O ataque começou em 2014
Esta agressão imperialista começou muito antes de 2022. Começou como uma resposta contrarrevolucionária ao triunfo da imensa rebelião popular que derrubou o presidente Yanukovych em fevereiro de 2014. O primeiro episódio foi a anexação forçada da Crimeia em março de 2014 – camuflada com um suposto referendo sob as armas dos paramilitares russos e o início da invasão de Donbass em abril, encoberta com a farsa das autoproclamadas “repúblicas populares” de Luhansk e Donetsk.
E qual foi a reação das chamadas “potências democráticas ocidentais” naquele momento? Apenas expressar hipócritas “profundas preocupações”! E assim continuaram até agora. E até aumentaram suas compras de gás e petróleo russos baratos, mesmo após a invasão atual.
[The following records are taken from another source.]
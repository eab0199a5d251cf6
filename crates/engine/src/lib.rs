//! Orchestration layer for the PlantOps maintenance workflow.
//!
//! Each module composes the `db` repositories with the pure validation and
//! state machines in `core`, threads the acting user through every mutating
//! call, and publishes audit events on the bus. Multi-step state changes
//! run inside a single transaction; on any failure mid-sequence the whole
//! operation rolls back and the error surfaces to the caller.

pub mod error;
pub mod execution;
pub mod generation;
pub mod runtime;
pub mod versioning;
pub mod work_order;

pub use error::{EngineError, EngineResult};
Invasão em larga escala de 2022
Encorajado pela inação do imperialismo “ocidental” e pela covardia dos governantes ucranianos, em 2022 Putin decidiu que com seu “segundo exército mais poderoso do mundo” seria capaz de “tomar Kiev em três dias”, derrubar o governo e restabelecer seu fantoche – como o do ex-presidente Viktor Yanukovych, deposto em 2014 pela rebelião popular de Maidan. A única coisa que a Casa Branca ofereceu ao atual presidente naquele momento foi fugir para o exterior “enquanto não era tarde demais”.
No entanto, a energia revolucionária do Maidan – latente entre as massas, apesar dos desvios reacionários e das falsas alternativas eleitorais – irrompeu como uma torrente incontrolável para resistir aos invasores. Haviam dez voluntários para cada arma.
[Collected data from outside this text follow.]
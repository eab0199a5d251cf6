//! Status helper enums mapping to SMALLSERIAL/SMALLINT lookup tables.
//!
//! Each enum variant's discriminant matches the seed data order (1-based)
//! in the corresponding `*_statuses` database table.

/// Status ID type matching SMALLINT/SMALLSERIAL in the database.
pub type StatusId = i16;

macro_rules! define_status_enum {
    (
        $(#[$meta:meta])*
        $name:ident {
            $( $(#[$vmeta:meta])* $variant:ident = $val:expr ),+ $(,)?
        }
    ) => {
        $(#[$meta])*
        #[repr(i16)]
        #[derive(Debug, Clone, Copy, PartialEq, Eq)]
        pub enum $name {
            $( $(#[$vmeta])* $variant = $val ),+
        }

        impl $name {
            /// Return the database status ID.
            pub fn id(self) -> StatusId {
                self as StatusId
            }
        }

        impl From<$name> for StatusId {
            fn from(value: $name) -> Self {
                value as StatusId
            }
        }
    };
}

define_status_enum! {
    /// Work order lifecycle status.
    WorkOrderStatus {
        Requested = 1,
        Approved = 2,
        Executing = 3,
        Completed = 4,
        Rejected = 5,
        Cancelled = 6,
        Closed = 7,
    }
}

define_status_enum! {
    /// Form execution lifecycle status.
    FormExecutionStatus {
        Pending = 1,
        InProgress = 2,
        Completed = 3,
        Cancelled = 4,
    }
}
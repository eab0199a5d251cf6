//! PlantOps audit event bus and persistence.
//!
//! This crate provides the building blocks for the platform-wide audit
//! trail (PRD-09):
//!
//! - [`EventBus`] — in-process publish/subscribe hub backed by
//!   `tokio::sync::broadcast`.
//! - [`PlatformEvent`] — the canonical audit event envelope, carrying
//!   before/after state for lifecycle transitions.
//! - [`EventPersistence`] — background service that durably writes every
//!   event to the `events` table.
//!
//! Publishing is fire-and-forget: a publisher never fails because the sink
//! is slow, lagging, or absent.

pub mod bus;
pub mod persistence;

pub use bus::{EventBus, PlatformEvent};
pub use persistence::EventPersistence;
Apesar das armas escassas e rudimentares e do único meio de comunicação ser via celulares, o heroísmo ucraniano forçou as hordas de Putin a recuar, deixando para trás uma série de equipamentos militares na sua fuga. Mas eles também deixaram horror em seu rastro. Com habitantes pacíficos assassinados com as mãos amarradas atrás das costas nas áreas que ocuparam, como Bucha ou Irpin.
Centenas de milhares de trabalhadores comuns se inscreveram como voluntários. Antes da invasão, o exército tinha 50 mil soldados mal treinados. Ao longo de 2022, chegou a 450 mil. Também houve um aumento nas doações populares para comprar equipamentos e armas. Milhares de oficinas foram organizadas para fazer uniformes e redes de camuflagem. E o mais importante, o desenvolvimento de Defesas Territoriais que provaram ser as mais eficazes de todas as iniciativas de defesa do país. Surgiu como uma verdadeira auto-organização das massas para a luta.
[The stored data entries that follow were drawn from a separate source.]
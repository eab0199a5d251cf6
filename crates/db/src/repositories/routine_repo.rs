//! Repository for the `routines` table (PRD-04).

use plantops_core::types::{DbId, Timestamp};
use sqlx::PgPool;

use crate::models::routine::{CreateRoutine, Routine, UpdateRoutine};

/// Column list for routines queries.
const COLUMNS: &str = "id, asset_id, name, trigger_type, trigger_runtime_hours, \
    trigger_calendar_days, advance_window, execution_mode, is_active, \
    auto_approve_work_orders, default_priority, discipline, category, \
    work_order_type_id, form_id, active_form_version_id, \
    last_execution_runtime_hours, last_execution_completed_at, last_generated_at, \
    deleted_at, created_at, updated_at";

/// Provides CRUD and bookkeeping operations for maintenance routines.
pub struct RoutineRepo;

impl RoutineRepo {
    /// Insert a new routine, returning the created row.
    pub async fn create(pool: &PgPool, input: &CreateRoutine) -> Result<Routine, sqlx::Error> {
        let query = format!(
            "INSERT INTO routines
                (asset_id, name, trigger_type, trigger_runtime_hours,
                 trigger_calendar_days, advance_window, execution_mode, is_active,
                 auto_approve_work_orders, default_priority, discipline, category,
                 work_order_type_id, form_id)
             VALUES ($1, $2, $3, $4, $5, $6, COALESCE($7, 'manual'),
                     COALESCE($8, true), COALESCE($9, false), COALESCE($10, 0),
                     $11, $12, $13, $14)
             RETURNING {COLUMNS}"
        );
        sqlx::query_as::<_, Routine>(&query)
            .bind(input.asset_id)
            .bind(&input.name)
            .bind(&input.trigger_type)
            .bind(input.trigger_runtime_hours)
            .bind(input.trigger_calendar_days)
            .bind(input.advance_window)
            .bind(&input.execution_mode)
            .bind(input.is_active)
            .bind(input.auto_approve_work_orders)
            .bind(input.default_priority)
            .bind(&input.discipline)
            .bind(&input.category)
            .bind(input.work_order_type_id)
            .bind(input.form_id)
            .fetch_one(pool)
            .await
    }

    /// Find a routine by its primary key. Excludes soft-deleted rows.
    pub async fn find_by_id(pool: &PgPool, id: DbId) -> Result<Option<Routine>, sqlx::Error> {
        let query = format!("SELECT {COLUMNS} FROM routines WHERE id = $1 AND deleted_at IS NULL");
        sqlx::query_as::<_, Routine>(&query)
            .bind(id)
            .fetch_optional(pool)
            .await
    }

    /// List the routines the scheduled scan considers: active, automatic,
    /// not soft-deleted. Ordered by id for stable scan output.
    pub async fn list_active_automatic(pool: &PgPool) -> Result<Vec<Routine>, sqlx::Error> {
        let query = format!(
            "SELECT {COLUMNS} FROM routines
             WHERE is_active = true
               AND execution_mode = 'automatic'
               AND deleted_at IS NULL
             ORDER BY id ASC"
        );
        sqlx::query_as::<_, Routine>(&query).fetch_all(pool).await
    }

    /// List routines attached to an asset. Excludes soft-deleted rows.
    pub async fn list_for_asset(pool: &PgPool, asset_id: DbId) -> Result<Vec<Routine>, sqlx::Error> {
        let query = format!(
            "SELECT {COLUMNS} FROM routines
             WHERE asset_id = $1 AND deleted_at IS NULL
             ORDER BY name ASC"
        );
        sqlx::query_as::<_, Routine>(&query)
            .bind(asset_id)
            .fetch_all(pool)
            .await
    }

    /// List routines referencing a form. Excludes soft-deleted rows.
    pub async fn list_for_form(pool: &PgPool, form_id: DbId) -> Result<Vec<Routine>, sqlx::Error> {
        let query = format!(
            "SELECT {COLUMNS} FROM routines
             WHERE form_id = $1 AND deleted_at IS NULL
             ORDER BY id ASC"
        );
        sqlx::query_as::<_, Routine>(&query)
            .bind(form_id)
            .fetch_all(pool)
            .await
    }

    /// Update a routine's configuration. Only non-`None` fields are applied.
    pub async fn update(
        pool: &PgPool,
        id: DbId,
        input: &UpdateRoutine,
    ) -> Result<Option<Routine>, sqlx::Error> {
        let query = format!(
            "UPDATE routines SET
                name = COALESCE($2, name),
                trigger_runtime_hours = COALESCE($3, trigger_runtime_hours),
                trigger_calendar_days = COALESCE($4, trigger_calendar_days),
                advance_window = COALESCE($5, advance_window),
                execution_mode = COALESCE($6, execution_mode),
                is_active = COALESCE($7, is_active),
                auto_approve_work_orders = COALESCE($8, auto_approve_work_orders),
                default_priority = COALESCE($9, default_priority),
                work_order_type_id = COALESCE($10, work_order_type_id),
                updated_at = NOW()
             WHERE id = $1 AND deleted_at IS NULL
             RETURNING {COLUMNS}"
        );
        sqlx::query_as::<_, Routine>(&query)
            .bind(id)
            .bind(&input.name)
            .bind(input.trigger_runtime_hours)
            .bind(input.trigger_calendar_days)
            .bind(input.advance_window)
            .bind(&input.execution_mode)
            .bind(input.is_active)
            .bind(input.auto_approve_work_orders)
            .bind(input.default_priority)
            .bind(input.work_order_type_id)
            .fetch_optional(pool)
            .await
    }

    /// Stamp the generation bookkeeping after a work order was created.
    ///
    /// Runs against the caller's transaction so it commits or rolls back
    /// together with the work order insert.
    pub async fn mark_generated(
        tx: &mut sqlx::Transaction<'_, sqlx::Postgres>,
        id: DbId,
        generated_at: Timestamp,
    ) -> Result<(), sqlx::Error> {
        sqlx::query("UPDATE routines SET last_generated_at = $2, updated_at = NOW() WHERE id = $1")
            .bind(id)
            .bind(generated_at)
            .execute(&mut **tx)
            .await?;
        Ok(())
    }

    /// Record an execution baseline after a routine-sourced work order
    /// completed. Part of the completion transaction.
    pub async fn record_completion(
        tx: &mut sqlx::Transaction<'_, sqlx::Postgres>,
        id: DbId,
        runtime_hours: Option<f64>,
        completed_at: Timestamp,
    ) -> Result<(), sqlx::Error> {
        sqlx::query(
            "UPDATE routines SET
                last_execution_runtime_hours = COALESCE($2, last_execution_runtime_hours),
                last_execution_completed_at = $3,
                updated_at = NOW()
             WHERE id = $1",
        )
        .bind(id)
        .bind(runtime_hours)
        .bind(completed_at)
        .execute(&mut **tx)
        .await?;
        Ok(())
    }

    /// Point every routine referencing a form at a newly published version.
    /// Part of the publish transaction; affects future generations only.
    pub async fn set_active_form_version_for_form(
        tx: &mut sqlx::Transaction<'_, sqlx::Postgres>,
        form_id: DbId,
        version_id: DbId,
    ) -> Result<u64, sqlx::Error> {
        let result = sqlx::query(
            "UPDATE routines SET active_form_version_id = $2, updated_at = NOW()
             WHERE form_id = $1 AND deleted_at IS NULL",
        )
        .bind(form_id)
        .bind(version_id)
        .execute(&mut **tx)
        .await?;
        Ok(result.rows_affected())
    }

    /// Soft-delete a routine, refused while work orders still reference it.
    ///
    /// Returns `Ok(false)` when the routine has referencing work orders or
    /// does not exist (nothing deleted).
    pub async fn soft_delete(pool: &PgPool, id: DbId) -> Result<bool, sqlx::Error> {
        let result = sqlx::query(
            "UPDATE routines SET deleted_at = NOW()
             WHERE id = $1
               AND deleted_at IS NULL
               AND NOT EXISTS (
                   SELECT 1 FROM work_orders w
                   WHERE w.source_type = 'routine'
                     AND w.source_ref = $1
                     AND w.deleted_at IS NULL
               )",
        )
        .bind(id)
        .execute(pool)
        .await?;
        Ok(result.rows_affected() > 0)
    }
}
Desconfiança do imperialismo
Mas esse processo todo que, potencialmente era capaz de derrotar a agressão de uma das maiores máquinas militares, despertou desconfiança e medo entre os imperialistas ocidentais, que supostamente “apoiam a causa ucraniana”. Henry Kissinger, ex-secretário de Estado dos EUA no governo Nixon, após a ocupação da Crimeia em 2014 e sua intervenção armada para aprofundar o conflito separatista em Donbass, continuou a considerar a Ucrânia como parte da esfera de interesses da Rússia. Visitou Moscou em 2017. Tornou-se um apologista do imperialismo de Russo e reconheceu que ele tem o direito de dominar sua “esfera de influência”.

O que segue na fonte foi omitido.